The huge jump in the US Consumer Price Index (CPI) was the key focus for investors on Wednesday of last week. The April US CPI saw its fastest increase since 1981, with the headline figure at +4.2% (vs. estimates of +3.6%). The core inflation figure was also higher than anticipated at +3.0%. Despite the noise around this report, it’s important to note that central banks and many market participants continue to focus on the transitory nature of inflation. The argument is that the number was largely driven by temporary factors, with energy +25.1% and used car/truck prices +21%. Commodities also played a part, with a +6.8% year-on-year (y/y) increase.
In addition, we would argue that this could not have been a huge surprise, given the recent rally we have seen across the commodity complex. Employment support measures throughout lockdown also led to a tightening of the labour market at the lower end, restricting supply and pushing up wages. It remains to be seen whether this is temporary, though. Mixed macro data elsewhere, for example, softer retail sales and industrial production, again suggest that the inflation risk could be limited. Finally, we would add that a summer boost in inflation feels inevitable, given the easing of lockdown measures.

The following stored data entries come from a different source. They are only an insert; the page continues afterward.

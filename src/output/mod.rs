//! Output formatting and display for pdftool.
//!
//! This module handles all user-facing output including:
//! - Formatted status messages
//! - Progress indicators
//! - Error and warning display
//! - Quiet and verbose modes
//!
//! Command logic receives an [`OutputFormatter`] rather than printing on
//! its own, so operations stay testable without a real terminal.
//!
//! # Examples
//!
//! ```no_run
//! use pdftool::output::OutputFormatter;
//!
//! let formatter = OutputFormatter::new(false, false);
//! formatter.info("Starting merge operation");
//! formatter.success("Merge completed successfully");
//! ```

pub mod formatter;
pub mod progress;

pub use formatter::{MessageLevel, OutputFormatter};
pub use progress::{ProgressBar, ProgressStyle};

use crate::validation::ValidationSummary;

/// Display a validation summary to the user.
pub fn display_validation_summary(formatter: &OutputFormatter, summary: &ValidationSummary) {
    formatter.info(&format!(
        "Validated {} file(s): {} pages, {}",
        summary.files_validated,
        summary.total_pages,
        summary.format_total_size()
    ));

    if formatter.is_verbose() {
        for result in &summary.results {
            formatter.detail(
                &result.path.display().to_string(),
                &format!("{} page(s)", result.page_count),
            );
        }
    }
}
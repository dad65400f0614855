//! Error types for pdftool.
//!
//! This module defines all error types that can occur during PDF operations.
//! Errors are designed to be informative and actionable, providing clear
//! context about what went wrong and how to fix it.
//!
//! # Error Categories
//!
//! - **I/O Errors**: File not found, permission denied, etc.
//! - **PDF Errors**: Invalid PDF structure, corrupted files
//! - **Validation Errors**: Invalid page ranges, out-of-bounds pages
//! - **Operation Errors**: Problems during merge or split

use std::io;
use std::path::PathBuf;

use thiserror::Error;

/// Result type alias for pdftool operations.
pub type Result<T> = std::result::Result<T, PdfToolError>;

/// Main error type for pdftool operations.
///
/// All errors in pdftool use this type, which provides detailed context
/// about what went wrong and where.
#[derive(Debug, Error)]
pub enum PdfToolError {
    /// Input file was not found.
    #[error("File not found: {}", path.display())]
    FileNotFound {
        /// Path to the file that was not found.
        path: PathBuf,
    },

    /// Input file is not accessible (permission denied, etc.).
    #[error("Cannot access file: {}\n  Reason: {source}", path.display())]
    FileNotAccessible {
        /// Path to the inaccessible file.
        path: PathBuf,
        /// Underlying I/O error.
        #[source]
        source: io::Error,
    },

    /// Input path exists but is not a regular file.
    #[error("Not a file: {}", path.display())]
    NotAFile {
        /// Path that is not a file.
        path: PathBuf,
    },

    /// Failed to load PDF file.
    #[error("Failed to load PDF: {}\n  Reason: {reason}", path.display())]
    FailedToLoadPdf {
        /// Path to the PDF file.
        path: PathBuf,
        /// Reason for the failure.
        reason: String,
    },

    /// PDF file is corrupted or has invalid structure.
    #[error("Corrupted or invalid PDF: {}\n  Details: {details}", path.display())]
    CorruptedPdf {
        /// Path to the corrupted PDF.
        path: PathBuf,
        /// Details about the corruption.
        details: String,
    },

    /// PDF file is encrypted and cannot be processed.
    #[error(
        "PDF is encrypted and cannot be processed: {}\n  \
         Hint: Decrypt the PDF first using 'qpdf --decrypt' or similar tools",
        path.display()
    )]
    EncryptedPdf {
        /// Path to the encrypted PDF.
        path: PathBuf,
    },

    /// A page range token failed to parse.
    #[error("Invalid page range: '{token}'\n  Details: {reason}")]
    InvalidPageRange {
        /// The token that failed to parse.
        token: String,
        /// What is wrong with the token.
        reason: String,
    },

    /// A requested page number falls outside the document.
    #[error("Invalid page number {page}: document has {total_pages} page(s)")]
    PageOutOfBounds {
        /// The first offending 1-based page number.
        page: u32,
        /// Total pages in the source document.
        total_pages: usize,
    },

    /// The computed output would contain zero pages.
    #[error("No pages were selected; refusing to write an empty document")]
    EmptyResult,

    /// Output file already exists and overwrite is not allowed.
    #[error(
        "Output file already exists: {}\n  \
         Remove --no-clobber or choose a different output path",
        path.display()
    )]
    OutputExists {
        /// Path to the existing output file.
        path: PathBuf,
    },

    /// Failed to create output file.
    #[error("Failed to create output file: {}\n  Reason: {source}", path.display())]
    FailedToCreateOutput {
        /// Path where output should be created.
        path: PathBuf,
        /// Underlying I/O error.
        #[source]
        source: io::Error,
    },

    /// Failed to write to output file.
    #[error("Failed to write to output file: {}\n  Reason: {source}", path.display())]
    FailedToWrite {
        /// Path being written to.
        path: PathBuf,
        /// Underlying I/O error.
        #[source]
        source: io::Error,
    },

    /// Merge operation failed.
    #[error("Merge operation failed: {reason}")]
    MergeFailed {
        /// Description of what went wrong.
        reason: String,
    },

    /// Page extraction failed.
    #[error("Page extraction failed: {reason}")]
    ExtractFailed {
        /// Description of what went wrong.
        reason: String,
    },

    /// Invalid configuration.
    #[error("Invalid configuration: {message}")]
    InvalidConfig {
        /// Description of what's wrong with the configuration.
        message: String,
    },

    /// Generic I/O error.
    #[error("I/O error: {source}")]
    Io {
        /// Underlying I/O error.
        #[from]
        source: io::Error,
    },

    /// Generic error with a custom message.
    #[error("{message}")]
    Other {
        /// Error message.
        message: String,
    },
}

impl From<lopdf::Error> for PdfToolError {
    fn from(err: lopdf::Error) -> Self {
        Self::other(err.to_string())
    }
}

impl From<anyhow::Error> for PdfToolError {
    fn from(err: anyhow::Error) -> Self {
        Self::other(err.to_string())
    }
}

impl PdfToolError {
    /// Create a FileNotFound error.
    pub fn file_not_found(path: PathBuf) -> Self {
        Self::FileNotFound { path }
    }

    /// Create a NotAFile error.
    pub fn not_a_file(path: PathBuf) -> Self {
        Self::NotAFile { path }
    }

    /// Create a FailedToLoadPdf error.
    pub fn failed_to_load_pdf(path: PathBuf, reason: impl Into<String>) -> Self {
        Self::FailedToLoadPdf {
            path,
            reason: reason.into(),
        }
    }

    /// Create a CorruptedPdf error.
    pub fn corrupted_pdf(path: PathBuf, details: impl Into<String>) -> Self {
        Self::CorruptedPdf {
            path,
            details: details.into(),
        }
    }

    /// Create an EncryptedPdf error.
    pub fn encrypted_pdf(path: PathBuf) -> Self {
        Self::EncryptedPdf { path }
    }

    /// Create an InvalidPageRange error for a specific token.
    pub fn invalid_page_range(token: impl Into<String>, reason: impl Into<String>) -> Self {
        Self::InvalidPageRange {
            token: token.into(),
            reason: reason.into(),
        }
    }

    /// Create a PageOutOfBounds error.
    pub fn page_out_of_bounds(page: u32, total_pages: usize) -> Self {
        Self::PageOutOfBounds { page, total_pages }
    }

    /// Create an OutputExists error.
    pub fn output_exists(path: PathBuf) -> Self {
        Self::OutputExists { path }
    }

    /// Create a MergeFailed error.
    pub fn merge_failed(reason: impl Into<String>) -> Self {
        Self::MergeFailed {
            reason: reason.into(),
        }
    }

    /// Create an ExtractFailed error.
    pub fn extract_failed(reason: impl Into<String>) -> Self {
        Self::ExtractFailed {
            reason: reason.into(),
        }
    }

    /// Create an InvalidConfig error.
    pub fn invalid_config(message: impl Into<String>) -> Self {
        Self::InvalidConfig {
            message: message.into(),
        }
    }

    /// Create an Other error with a custom message.
    pub fn other(message: impl Into<String>) -> Self {
        Self::Other {
            message: message.into(),
        }
    }

    /// Check if this error is one of the validation failures.
    ///
    /// Validation failures are detected before any write side effect.
    pub fn is_validation_error(&self) -> bool {
        matches!(
            self,
            Self::FileNotFound { .. }
                | Self::FileNotAccessible { .. }
                | Self::NotAFile { .. }
                | Self::InvalidPageRange { .. }
                | Self::PageOutOfBounds { .. }
                | Self::EmptyResult
                | Self::InvalidConfig { .. }
        )
    }

    /// Get the exit code for this error.
    ///
    /// Validation failures exit with 1; other failure families keep
    /// distinct codes so scripts can tell them apart.
    pub fn exit_code(&self) -> i32 {
        match self {
            Self::FileNotFound { .. } => 1,
            Self::FileNotAccessible { .. } => 1,
            Self::NotAFile { .. } => 1,
            Self::InvalidPageRange { .. } => 1,
            Self::PageOutOfBounds { .. } => 1,
            Self::EmptyResult => 1,
            Self::InvalidConfig { .. } => 1,
            Self::FailedToLoadPdf { .. } => 3,
            Self::CorruptedPdf { .. } => 3,
            Self::EncryptedPdf { .. } => 3,
            Self::OutputExists { .. } => 4,
            Self::FailedToCreateOutput { .. } => 5,
            Self::FailedToWrite { .. } => 5,
            Self::Io { .. } => 5,
            Self::MergeFailed { .. } => 6,
            Self::ExtractFailed { .. } => 6,
            Self::Other { .. } => 1,
        }
    }
}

Importantly, the Federal Reserve (Fed) has remained insistent that the current rise in inflation is temporary and will not likely trigger tightening policy early. Last week’s European Central Bank (ECB) minutes suggested that policymakers were relatively relaxed on the topic of inflation, with Bank of Finland Governor Oli Rehn saying that the central bank should accept an overshoot at this stage. Bank of England (BoE) Governor Bailey also weighed in, saying that drivers of inflation will not persist. This rhetoric should soothe concerns, but some investors still remain wary.
Some have noted that the commodity rally has not been restricted to the more typically talked about commodities. Alongside strength in oil, iron ore and copper, lumber has had a lot of mentions and is up 500% since 2020. If we see a more prolonged bout of inflation with the potential to dampen the post-pandemic recovery, we may see the Fed and other central banks come under pressure to move.

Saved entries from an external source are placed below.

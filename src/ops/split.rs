//! Page subset extraction.
//!
//! This module implements the split operation: selecting a set of pages
//! from a source document and producing a new document containing exactly
//! those pages, in ascending page order.

use lopdf::Document;
use std::time::{Duration, Instant};

use crate::config::SplitConfig;
use crate::error::{PdfToolError, Result};
use crate::io::{PdfReader, PdfWriter};
use crate::pages::PageSet;
use crate::validation::Validator;

/// Statistics about a split operation.
#[derive(Debug, Clone)]
pub struct SplitStatistics {
    /// Number of pages in the output document.
    pub pages_extracted: usize,

    /// Number of pages in the source document.
    pub source_pages: usize,

    /// Total time taken for the split.
    pub split_time: Duration,
}

/// Extracts page subsets from PDF documents.
pub struct Splitter;

impl Splitter {
    /// Create a new splitter.
    pub fn new() -> Self {
        Self
    }

    /// Extract the selected pages from a document.
    ///
    /// Every page number is checked against the source before anything is
    /// touched; the first out-of-bounds page aborts the operation. The
    /// selection is already ascending and deduplicated, so the output
    /// contains each requested page exactly once, in page order.
    ///
    /// # Errors
    ///
    /// Returns an error if:
    /// - a requested page falls outside the document
    /// - the result would contain zero pages
    ///
    /// # Examples
    ///
    /// ```no_run
    /// # use pdftool::ops::split::Splitter;
    /// # use pdftool::pages::PageSet;
    /// # use lopdf::Document;
    /// # fn example(doc: Document) -> Result<(), Box<dyn std::error::Error>> {
    /// let splitter = Splitter::new();
    /// let pages = PageSet::parse("1,3")?;
    /// let subset = splitter.extract(&doc, &pages)?;
    /// # Ok(())
    /// # }
    /// ```
    pub fn extract(&self, source: &Document, pages: &PageSet) -> Result<Document> {
        let total_pages = source.get_pages().len();

        pages.validate_against(total_pages)?;

        if pages.is_empty() {
            return Err(PdfToolError::EmptyResult);
        }

        let mut doc = source.clone();

        // Keep the selection by deleting its complement; lopdf handles the
        // page tree bookkeeping
        let to_delete: Vec<u32> = (1..=total_pages as u32)
            .filter(|n| !pages.contains(*n))
            .collect();

        if !to_delete.is_empty() {
            doc.delete_pages(&to_delete);
        }

        let remaining = doc.get_pages().len();
        if remaining == 0 {
            return Err(PdfToolError::EmptyResult);
        }

        if remaining != pages.len() {
            return Err(PdfToolError::extract_failed(format!(
                "expected {} page(s) after extraction, found {remaining}",
                pages.len()
            )));
        }

        Ok(doc)
    }
}

impl Default for Splitter {
    fn default() -> Self {
        Self::new()
    }
}

/// Split a PDF end to end according to configuration.
///
/// Convenience function that validates the input and output path, extracts
/// the selected pages, and writes the result. The output file is only
/// created on full success.
///
/// # Errors
///
/// Returns an error if any validation, extraction, or write step fails.
///
/// # Examples
///
/// ```no_run
/// use pdftool::ops::split::split_pdf;
/// use pdftool::config::SplitConfig;
///
/// # async fn example(config: SplitConfig) -> Result<(), Box<dyn std::error::Error>> {
/// let (document, stats) = split_pdf(&config).await?;
/// println!("Extracted {} of {} pages", stats.pages_extracted, stats.source_pages);
/// # Ok(())
/// # }
/// ```
pub async fn split_pdf(config: &SplitConfig) -> Result<(Document, SplitStatistics)> {
    let split_start = Instant::now();

    let validator = Validator::new();
    validator.validate_file(&config.input).await?;
    validator
        .validate_output(&config.output, config.overwrite_mode)
        .await?;

    let reader = PdfReader::new();
    let loaded = reader.load(&config.input).await?;
    let source_pages = loaded.page_count;

    let splitter = Splitter::new();
    let document = splitter.extract(&loaded.document, &config.pages)?;

    let writer = PdfWriter::new();
    writer.save(&document, &config.output).await?;

    let statistics = SplitStatistics {
        pages_extracted: document.get_pages().len(),
        source_pages,
        split_time: split_start.elapsed(),
    };

    Ok((document, statistics))
}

Any threat of movement on the historically low borrowing costs we have seen will hit risk assets, including equities. Some investors feel that the transitory idea around the recent inflation uptick is born from a large proportion of market participants who have never really seen inflation and are complacent as a result; meaning, a long-lasting pickup could take them by surprise. This will certainly be a theme to keep watching in the coming weeks and months.
Despite an initial selloff last Wednesday (led by the technology space), equities did recover a lot of lost ground later in the week.
The impact of the inflation data was even more prevalent in the bond markets, with sovereign bond yields higher on the week globally (US Treasury +5.1 basis points [bps], German bunds +8.5 bps, Italy +10.6 bps, Spain +9.8 bps). This was supportive for the banks but put pressure on growth stocks—growth underperformed value in the United States as well as in Europe.
We have talked a few times this year about the frenzy of retail trading that has been impacting broader markets, particularly in the United States. It seems that as economies start to reopen, appetite for the intense ‘at home day trading’ has fizzled out. Essentially, it looks like it was just a short-term hobby, and with offices, shops, bars, and other entertainment options reopening, these individuals have now found something else to do with their money. The proportion of trades coming from the biggest retail brokerages (vs. overall US equity volumes) dropped 10% between December 2020 and March 2021 (even with a fresh round of stimulus hitting accounts). In April, total trading volumes across the retail brokerage sector were down vs. March.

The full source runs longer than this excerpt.